These data reveal a complex relationship between pulse oximetry-based estimation of arterial oxygen saturation and race. Over this collection of SaO2–SpO2 pairs, Black infants were noted to have true hypoxemia more often than White infants. Pulse oximetry overestimated the true arterial oxygen saturation of Black VLBW infants by 1% more on average compared to White infants. The direction of error also varies by SpO2, with overestimation of the true saturation when SpO2 is greater than 90% and underestimation at saturations of 90% or below. The greater degree of imprecision for Black infants is well-summarized by the difference in Arms values (9.5% vs. 8.9%). The aggregate impact of each of these small differences was an increased incidence of occult hypoxemia in Black infants, occurring in 9.2% of samples compared to 7.7% of samples for White infants.

Although the difference in measurement bias between Black and White infants is small, these one-minute samples represent only a small fraction of each infant’s NICU hospitalization. There are many examples in the literature of the association between hypoxia and severe outcomes including an increased incidence of intraventricular hemorrhage (IVH) [19, 20] and death [7, 8]. In a previous publication, we identified that the difference in time spent with severe hypoxia between infants with severe IVH and those without severe IVH was less than 3% of the total recording time [21]. Thus, even relatively small increases in hypoxia burden driven by underestimation of true arterial oxygen saturation may have profound consequences. Although the degree of over- or underestimation varies by SpO2 value, infants spend much of their hospitalization with saturations greater than 85%, thus SpO2 performance in this range is the primary driving factor and yields a net average overestimation for Black infants.

In the BOOST-II and SUPPORT trials, pulse oximeters with a masking algorithm were used to force separation in the distribution of oxygen saturations while still within what was intended to be the normal range of SpO2 for preterm infants. The degree of separation generated by the algorithm was small, on the order of 2.5–3% [22], but the difference in the outcome, namely mortality, was much greater (23.1 vs. 15.9%) [8] in the lower saturation group. The race-based systematic error identified in our study (1%) makes up a significant proportion of that separation. Indeed, when the distribution of SpO2 values for infants in this study are compared, Black infants have a greater distribution of higher SpO2 values while also a greater number of lower SaO2 values (Supplemental Fig. 3). In a recent manuscript [23] we described a significant gap in estimated mortality risk between Black and White infants, with greater predicted mortality for Black infants when all other factors were held constant. It is possible that a disparity in extremes of oxygenation is a contributing factor.

Factors altering the absorption of red and near-infrared light should be considered. Even at low gestational ages, infants have mixed hemoglobin subtypes. While the predominant subtype is fetal hemoglobin (HbF), adult hemoglobin (HbA) is also present with estimates ranging between 10 and 20% [24, 25]. In some investigations, the absorption spectra of fetal and adult hemoglobin were found to be identical [26, 27], however, there is some evidence that an admixture of HbF and HbA results in impaired pulse oximetry accuracy (underestimation) by 3–4% [28, 29], although this effect occurs primarily at lower oxygen saturation [30]. Although not measured, the slightly lower gestational age of Black infants in this cohort may have a higher proportion of HbF contributing to greater SpO2 error.

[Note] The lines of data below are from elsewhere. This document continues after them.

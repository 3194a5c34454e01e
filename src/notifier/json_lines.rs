use super::Notifier;
use crate::events::{ErrorReport, Timestamp};
use chrono::Utc;
use log::{debug, error, info};
use serde::Serialize;
use std::collections::BTreeMap;
use std::io::Write;
use std::sync::atomic::{AtomicUsize, Ordering};
use std::sync::{Mutex, PoisonError};

/// Default cap on the stack trace length written per report
const DEFAULT_MAX_STACK_TRACE_LEN: usize = 16 * 1024;

/// Registration and metadata state accumulated from setter calls
#[derive(Debug, Clone, Default, Serialize, PartialEq)]
pub struct NotifierState {
    pub api_key: Option<String>,
    pub secure_transport: bool,
    pub auto_notify: bool,
    pub user_id: Option<String>,
    pub context: Option<String>,
    pub release_stage: Option<String>,
    pub tabs: BTreeMap<String, BTreeMap<String, String>>,
}

/// One line of output
#[derive(Debug, Serialize)]
struct ReportRecord<'a> {
    timestamp: Timestamp,
    #[serde(flatten)]
    report: &'a ErrorReport,
    #[serde(flatten)]
    state: &'a NotifierState,
}

/// Notifier that writes every report as a JSON object on its own line
///
/// Stands in for a native SDK binding on targets where reports are collected
/// from a stream (stdout, a file, a pipe into an uploader). Setter calls are
/// folded into the state that accompanies each report. Write failures are
/// logged and dropped, matching the fire-and-forget notifier contract.
pub struct JsonLinesNotifier<W: Write + Send> {
    writer: Mutex<W>,
    state: Mutex<NotifierState>,
    max_stack_trace_len: usize,
    reports_written: AtomicUsize,
}

impl<W: Write + Send> JsonLinesNotifier<W> {
    /// Create a notifier writing to `writer` with the default stack trace cap
    pub fn new(writer: W) -> Self {
        Self::with_max_stack_trace_len(writer, DEFAULT_MAX_STACK_TRACE_LEN)
    }

    /// Create a notifier with a configurable stack trace cap
    ///
    /// # Arguments
    ///
    /// * `writer` - Destination for the JSON lines
    /// * `max_stack_trace_len` - Maximum number of bytes of stack trace per report
    pub fn with_max_stack_trace_len(writer: W, max_stack_trace_len: usize) -> Self {
        Self {
            writer: Mutex::new(writer),
            state: Mutex::new(NotifierState {
                secure_transport: true,
                auto_notify: true,
                ..NotifierState::default()
            }),
            max_stack_trace_len,
            reports_written: AtomicUsize::new(0),
        }
    }

    /// Snapshot of the accumulated registration and metadata state
    pub fn state(&self) -> NotifierState {
        self.state
            .lock()
            .unwrap_or_else(PoisonError::into_inner)
            .clone()
    }

    /// Number of reports successfully written so far
    pub fn reports_written(&self) -> usize {
        self.reports_written.load(Ordering::Relaxed)
    }

    /// Consume the notifier and return its writer
    pub fn into_writer(self) -> W {
        self.writer
            .into_inner()
            .unwrap_or_else(PoisonError::into_inner)
    }

    fn update_state(&self, apply: impl FnOnce(&mut NotifierState)) {
        let mut state = self.state.lock().unwrap_or_else(PoisonError::into_inner);
        apply(&mut state);
    }

    /// Truncate text to a maximum byte length on a UTF-8 character boundary
    fn truncate_text(text: &str, max_length: usize) -> String {
        if text.len() <= max_length {
            return text.to_string();
        }

        if max_length < 3 {
            let mut end = max_length;
            while end > 0 && !text.is_char_boundary(end) {
                end -= 1;
            }
            return text[..end].to_string();
        }

        let mut truncate_at = max_length - 3;
        while truncate_at > 0 && !text.is_char_boundary(truncate_at) {
            truncate_at -= 1;
        }

        format!("{}...", &text[..truncate_at])
    }

    fn write_line(&self, line: &str) -> std::io::Result<()> {
        let mut writer = self.writer.lock().unwrap_or_else(PoisonError::into_inner);
        writer.write_all(line.as_bytes())?;
        writer.write_all(b"\n")?;
        writer.flush()
    }
}

impl<W: Write + Send> Notifier for JsonLinesNotifier<W> {
    fn register(&self, api_key: &str) {
        info!("Registering notifier");
        let api_key = (!api_key.is_empty()).then(|| api_key.to_string());
        self.update_state(|state| state.api_key = api_key);
    }

    fn set_use_secure_transport(&self, secure: bool) {
        self.update_state(|state| state.secure_transport = secure);
    }

    fn set_auto_notify(&self, auto_notify: bool) {
        self.update_state(|state| state.auto_notify = auto_notify);
    }

    fn set_user_id(&self, user_id: &str) {
        self.update_state(|state| state.user_id = Some(user_id.to_string()));
    }

    fn set_context(&self, context: &str) {
        self.update_state(|state| state.context = Some(context.to_string()));
    }

    fn set_release_stage(&self, release_stage: &str) {
        self.update_state(|state| state.release_stage = Some(release_stage.to_string()));
    }

    fn notify(&self, report: &ErrorReport) {
        let state = self.state();
        let report = ErrorReport {
            stack_trace: Self::truncate_text(&report.stack_trace, self.max_stack_trace_len),
            ..report.clone()
        };
        let record = ReportRecord {
            timestamp: Utc::now(),
            report: &report,
            state: &state,
        };

        let line = match serde_json::to_string(&record) {
            Ok(line) => line,
            Err(e) => {
                error!("Failed to serialize report {}: {}", report.error_class, e);
                return;
            }
        };

        match self.write_line(&line) {
            Ok(()) => {
                self.reports_written.fetch_add(1, Ordering::Relaxed);
                debug!("Wrote report: {}", report.error_class);
            }
            Err(e) => error!("Failed to write report {}: {}", report.error_class, e),
        }
    }

    fn add_to_tab(&self, tab_name: &str, attribute_name: &str, attribute_value: &str) {
        self.update_state(|state| {
            state
                .tabs
                .entry(tab_name.to_string())
                .or_default()
                .insert(attribute_name.to_string(), attribute_value.to_string());
        });
    }

    fn clear_tab(&self, tab_name: &str) {
        self.update_state(|state| {
            state.tabs.remove(tab_name);
        });
    }
}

Skin pigmentation may also play a role in pulse oximeter accuracy. Melanin is a pigment produced by melanocytes located in the basal epidermis after exposure to ultraviolet radiation (UV, 280–315 nm) [31]. Although melanogenesis accelerates during periods of increased UV-B exposure (suntan), different amounts of basal melanin production result in varying skin tones [32]. Although the peak absorption frequency of melanin is between 400 and 600 nm (ultraviolet band), it also absorbs light across visible and infrared frequencies and is a particularly strong absorber in the near-infrared range [33]. As light absorption in the near-infrared spectrum is used by the pulse oximeter to identify the quantity of oxy- and deoxyhemoglobin, additional absorption by a secondary chromophore (melanin) disrupts the expected relationship. This potential problem has been borne out in experimental data demonstrating that increasing amounts of melanin lead to increasing error in spectroscopic measurements of hemoglobin species [33].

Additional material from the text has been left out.